Bernie Sanders supporters signal for Warren to drop out and endorse him

HOUSTON — With vanquished center-left 2020 Democratic presidential hopefuls lining up behind Joe Biden, several high-profile Bernie Sanders supporters are making veiled appeals for Elizabeth Warren to do the same for their candidate.

Biden, 77, is on the up after he crushed his competition in South Carolina, causing Pete Buttigieg and Amy Klobuchar to rethink their respective rationales for staying in the Democratic race for the White House. Now that they’ve dropped out, the pair, who exchanged some of the most personal barbs on the campaign trail and debate stage, will join the two-term vice president in Dallas on Monday for a show of unity against Sanders.

But backers of the Vermont senator, 78, aren’t taking the threat lying down, and “#WarrenEndorseBernie” trended on Twitter.
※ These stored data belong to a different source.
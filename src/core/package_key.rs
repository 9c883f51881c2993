//! Package keys - WHERE an external package lives.
//!
//! A package key names a git repository as `owner/repo` (on the default host)
//! or `host/owner/repo`. Full `https://` URLs are accepted on input and
//! normalized to the same key.

use std::fmt;
use std::str::FromStr;

use glob::Pattern;
use serde::{Deserialize, Deserializer, Serialize, Serializer};

use crate::core::error::{Error, Result};

/// Host assumed when a key only names `owner/repo`.
pub const DEFAULT_HOST: &str = "github.com";

/// A normalized reference to a git-hosted package.
#[derive(Debug, Clone, PartialEq, Eq, Hash, PartialOrd, Ord)]
pub struct PackageKey {
    host: String,
    owner: String,
    repo: String,
}

impl PackageKey {
    /// Create a key from its parts, validating each segment.
    pub fn new(host: &str, owner: &str, repo: &str) -> Result<Self> {
        let host = host.to_ascii_lowercase();
        for (label, segment) in [("host", host.as_str()), ("owner", owner), ("repository", repo)] {
            if !is_valid_segment(segment) {
                return Err(Error::config(format!(
                    "invalid {} segment `{}` in package key",
                    label, segment
                )));
            }
        }
        Ok(PackageKey {
            host,
            owner: owner.to_string(),
            repo: repo.to_string(),
        })
    }

    pub fn host(&self) -> &str {
        &self.host
    }

    pub fn owner(&self) -> &str {
        &self.owner
    }

    pub fn repo(&self) -> &str {
        &self.repo
    }

    /// The clone URL for this package.
    pub fn url(&self) -> String {
        format!("https://{}/{}/{}.git", self.host, self.owner, self.repo)
    }

    /// The fully qualified `host/owner/repo` form.
    pub fn qualified(&self) -> String {
        format!("{}/{}/{}", self.host, self.owner, self.repo)
    }

    /// Check the key against an allow-list pattern (see [`source_pattern`]).
    ///
    /// A pattern that does not compile matches nothing.
    pub fn matches_pattern(&self, pattern: &str) -> bool {
        source_pattern(pattern).is_ok_and(|p| p.matches(&self.qualified()))
    }
}

/// Compile an allow-list pattern such as `acme/core`, `acme/*` or `gitlab.com/*`.
///
/// Patterns without a host are qualified with the default host. `*` also
/// matches `/`, so `gitlab.com/*` admits every repository on that host.
pub fn source_pattern(pattern: &str) -> Result<Pattern> {
    let pattern = pattern.trim().trim_end_matches(".git");
    let first = pattern.split('/').next().unwrap_or_default();
    let qualified = if pattern == "*" || first.contains('.') {
        pattern.to_string()
    } else {
        format!("{}/{}", DEFAULT_HOST, pattern)
    };
    Pattern::new(&qualified)
        .map_err(|e| Error::config(format!("invalid source pattern `{}`: {}", pattern, e)))
}

fn is_valid_segment(segment: &str) -> bool {
    !segment.is_empty()
        && segment != "."
        && segment != ".."
        && segment
            .chars()
            .all(|c| c.is_ascii_alphanumeric() || matches!(c, '.' | '_' | '-'))
}

impl FromStr for PackageKey {
    type Err = Error;

    fn from_str(s: &str) -> Result<Self> {
        let trimmed = s.trim();
        let without_scheme = trimmed
            .strip_prefix("https://")
            .or_else(|| trimmed.strip_prefix("http://"))
            .unwrap_or(trimmed);
        let path = without_scheme
            .trim_end_matches('/')
            .trim_end_matches(".git");

        let segments: Vec<&str> = path.split('/').collect();
        match segments.as_slice() {
            [owner, repo] if trimmed == without_scheme => {
                PackageKey::new(DEFAULT_HOST, owner, repo)
            }
            [host, owner, repo] if host.contains('.') => PackageKey::new(host, owner, repo),
            _ => Err(Error::config(format!(
                "invalid package key `{}` (expected `owner/repo` or `host/owner/repo`)",
                s
            ))),
        }
    }
}

impl fmt::Display for PackageKey {
    fn fmt(&self, f: &mut fmt::Formatter<'_>) -> fmt::Result {
        if self.host == DEFAULT_HOST {
            write!(f, "{}/{}", self.owner, self.repo)
        } else {
            write!(f, "{}/{}/{}", self.host, self.owner, self.repo)
        }
    }
}

impl Serialize for PackageKey {
    fn serialize<S: Serializer>(&self, serializer: S) -> std::result::Result<S::Ok, S::Error> {
        serializer.collect_str(self)
    }
}

impl<'de> Deserialize<'de> for PackageKey {
    fn deserialize<D: Deserializer<'de>>(deserializer: D) -> std::result::Result<Self, D::Error> {
        let s = String::deserialize(deserializer)?;
        s.parse().map_err(serde::de::Error::custom)
    }
}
Peter Daou, a Sanders-aligned strategist who advised Hillary Clinton during the 2008 and 2016 election cycles, warned the Democratic establishment was “closing ranks” on the socialist.

“It’s #Bernie vs. #Biden,” he tweeted. “Time to decide where we each stand.”

Daou also made an explicit pitch to fans of Warren, a Massachusetts senator.

Real Justice PAC co-founder and writer Shaun King, a prominent Sanders supporter who toured Texas on behalf of the campaign, noted “moderate, corporate, and conservative Democrats” were coming together against his contender’s “progressive agenda.”

“We will need to do the same thing,” he wrote.

Observers also speculated whether the Biden endorsement from former Senate Majority Leader Harry Reid of Nevada, issued after his state’s first-in-the-West contest, was a subtle jab at Warren given his distaste for some of the compromises Biden made as President Barack Obama’s No. 2 and his working relationship with Warren.

Biden received a cascade of endorsements on Monday after his decisive win in South Carolina and before 14 states and one U.S. territory weigh in on the Democratic primary on Super Tuesday.

Sanders is predicted to sweep the multistate contest, particularly in delegate-rich California and Texas, but is anticipated to fall short of the 1,991 delegates needed to clinch the nomination. That result was mathematically more likely had candidates, such as Buttigieg and Klobuchar, remained in the race.